One of my last jobs was a short journey featuring 2 young Australian men, who waiting outside the Walkabout on Shaftesbury Avenue. They looked very unkempt and sweaty, as were most of the people who come out of that place. It’s probably one of the few places in the centre that allows people in, who look like they have just slept in their casual clothes in the back of their cars. As soon as they were in the swearing started-

Big guy - “You’re a ****ing idiot, oh man, what the **** is wrong with you”
Smaller guy - “Wait a minute, no, no, I didn’t…”
Big guy – “Shut the **** up, you’re a ****ing ****hole”
Smaller guy – “no listen a minute…”

This went on for a minute or two, then the bigger one, much to the other one’s horror, said to me “hey mate, what do you think of this….?”. But before he could finish, the smaller one started protesting.
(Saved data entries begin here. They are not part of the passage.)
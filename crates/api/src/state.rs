use std::sync::Arc;

use crate::config::ServerConfig;

/// Shared application state available to all Axum handlers via `State<AppState>`.
///
/// This is cheaply cloneable (inner data is behind `Arc` or is already `Clone`).
#[derive(Clone)]
pub struct AppState {
    /// Database connection pool.
    pub pool: hkv_db::DbPool,
    /// Server configuration (upload root, fee, receipt header).
    pub config: Arc<ServerConfig>,
}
I assured both of them that what ever it was I couldn’t take sides, because it would be completely unprofessional to give an opinion. I was told the story anyway “We’re best mates yeah, and we have recently become friends with these 3 guys we were out with tonight. This ****** here goes and calls one of them a ****, but he didn’t realise he was standing right behind him”. The smaller one’s protests that he didn’t weren’t convincing, even to me who wasn’t even there. Just before we got to the end of journey the conversation got really surreal –

Big guy – “Look mate, shut up, or I’ll going to punch you in the face”
Small guy – “Okay, do it mate, do it, and I’ll shake your hand”

Just before getting out they both apologised to me for the racket, and handed me my payment – a damp, sweaty, and screwed up £10 note; nice!